There have been more recent instances of snow in Egypt’s mountains in January 2020, as well as in other Middle East countries such as Syria, Israel, Jordan and Lebanon in February 2021.
“Does it snow in Egypt? Yes, but rarely outside of interior uplands or mountains, such as those in the Sinai,” he told AAP FactCheck in an email.
“I would guess that snow is unknown in much of Egypt. It is too dry and too mild for any more than rare falls of snow. In fact, I would say that south-central Sinai, with mountains rising to 7,000 or 8,000 feet, is likely the best place to see snow without leaving Egypt. Cairo is altogether another thing.”

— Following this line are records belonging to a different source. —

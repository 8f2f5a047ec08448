//! Date helper functions

use chrono::NaiveDateTime;

/// Format a date using a Moment.js-style format string
///
/// # Examples
/// ```ignore
/// format_date(&date, "MMMM D, YYYY") // -> "April 10, 2024"
/// ```
pub fn format_date(date: &NaiveDateTime, format: &str) -> String {
    date.format(&moment_to_chrono_format(format)).to_string()
}

/// Moment.js tokens, longest first within each letter
const TOKENS: &[(&str, &str)] = &[
    ("YYYY", "%Y"),
    ("YY", "%y"),
    ("MMMM", "%B"),
    ("MMM", "%b"),
    ("MM", "%m"),
    ("M", "%-m"),
    ("DDDD", "%j"),
    ("DD", "%d"),
    ("D", "%-d"),
    ("dddd", "%A"),
    ("ddd", "%a"),
    ("HH", "%H"),
    ("H", "%-H"),
    ("hh", "%I"),
    ("h", "%-I"),
    ("mm", "%M"),
    ("ss", "%S"),
    ("A", "%p"),
];

/// Convert a Moment.js format to a chrono format.
///
/// Tokens are matched greedily left to right, so a replacement can never be
/// re-read as part of another token. Anything else is copied through, with
/// `%` escaped.
fn moment_to_chrono_format(format: &str) -> String {
    let mut result = String::with_capacity(format.len() * 2);
    let mut rest = format;

    'outer: while let Some(c) = rest.chars().next() {
        for (token, replacement) in TOKENS {
            if let Some(after) = rest.strip_prefix(token) {
                result.push_str(replacement);
                rest = after;
                continue 'outer;
            }
        }

        if c == '%' {
            result.push_str("%%");
        } else {
            result.push(c);
        }
        rest = &rest[c.len_utf8()..];
    }

    result
}

#[cfg(test)]
mod tests {
    use super::*;
    use chrono::NaiveDate;

    fn april_tenth() -> NaiveDateTime {
        NaiveDate::from_ymd_opt(2024, 4, 10)
            .unwrap()
            .and_hms_opt(9, 5, 0)
            .unwrap()
    }

    #[test]
    fn test_format_date() {
        let date = april_tenth();
        assert_eq!(format_date(&date, "YYYY-MM-DD"), "2024-04-10");
        assert_eq!(format_date(&date, "MMMM D, YYYY"), "April 10, 2024");
        assert_eq!(format_date(&date, "D/M/YY HH:mm"), "10/4/24 09:05");
    }

    #[test]
    fn test_moment_to_chrono() {
        assert_eq!(moment_to_chrono_format("YYYY-MM-DD"), "%Y-%m-%d");
        assert_eq!(moment_to_chrono_format("HH:mm:ss"), "%H:%M:%S");
        assert_eq!(moment_to_chrono_format("dddd, MMMM D"), "%A, %B %-d");
        assert_eq!(moment_to_chrono_format("100%"), "100%%");
    }
}
//! quillpost: the post registry behind a personal Markdown/MDX blog
//!
//! Content documents are read from the site's content directory, validated
//! into [`content::Post`] records and collected into an immutable
//! [`registry::PostRegistry`] that the presentation layer queries for the
//! landing page, the tag-filtered blog index and individual post pages.

pub mod commands;
pub mod config;
pub mod content;
pub mod helpers;
pub mod registry;

use anyhow::Result;
use std::path::{Path, PathBuf};

use content::loader::ContentLoader;
use content::Html;
use registry::PostRegistry;

/// The blog application rooted at a site directory
#[derive(Debug, Clone)]
pub struct Blog {
    /// Site configuration
    pub config: config::SiteConfig,
    /// Base directory
    pub base_dir: PathBuf,
    /// Directory holding post sources
    pub content_dir: PathBuf,
}

impl Blog {
    /// Create a new Blog instance from a directory
    pub fn new<P: AsRef<Path>>(base_dir: P) -> Result<Self> {
        let base_dir = base_dir.as_ref().to_path_buf();
        let config_path = base_dir.join("_config.yml");

        let config = if config_path.exists() {
            config::SiteConfig::load(&config_path)?
        } else {
            config::SiteConfig::default()
        };

        let content_dir = base_dir.join(&config.content_dir);

        Ok(Self {
            config,
            base_dir,
            content_dir,
        })
    }

    /// Load every post source and build the registry
    pub fn load_registry(&self) -> Result<PostRegistry<Html>> {
        let documents = ContentLoader::new(self).load_documents()?;
        Ok(PostRegistry::build_with(
            documents,
            self.config.slug_collision,
        ))
    }
}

Cairo is considered a desert climate with “virtually no rainfall during the year”, typically receiving rain on only a handful of days during winter months, according to the World Meteorological Organization. A 2014 report from the Egypt Meteorological Authority notes that Cairo receives “a little more than one centimetre of precipitation each year” (page 1).
Mr Andrews noted that at the time of the 2013 winter storms there were numerous photos and videos circulating showing “plausible snowfall”, although it was more likely they were “small hail, which can happen with significant accumulation more easily than true snow”.
Although snow is not unknown in Egypt, the image in the Facebook post has been manipulated to make it appear as if the pyramids were carpeted in powder. In fact, the unedited photo – which shows a snow-free desert landscape – has been in use for at least 20 years.
Altered Image – The image, video, or audio content has been edited or synthesised beyond adjustments for clarity or quality, in ways that could mislead people.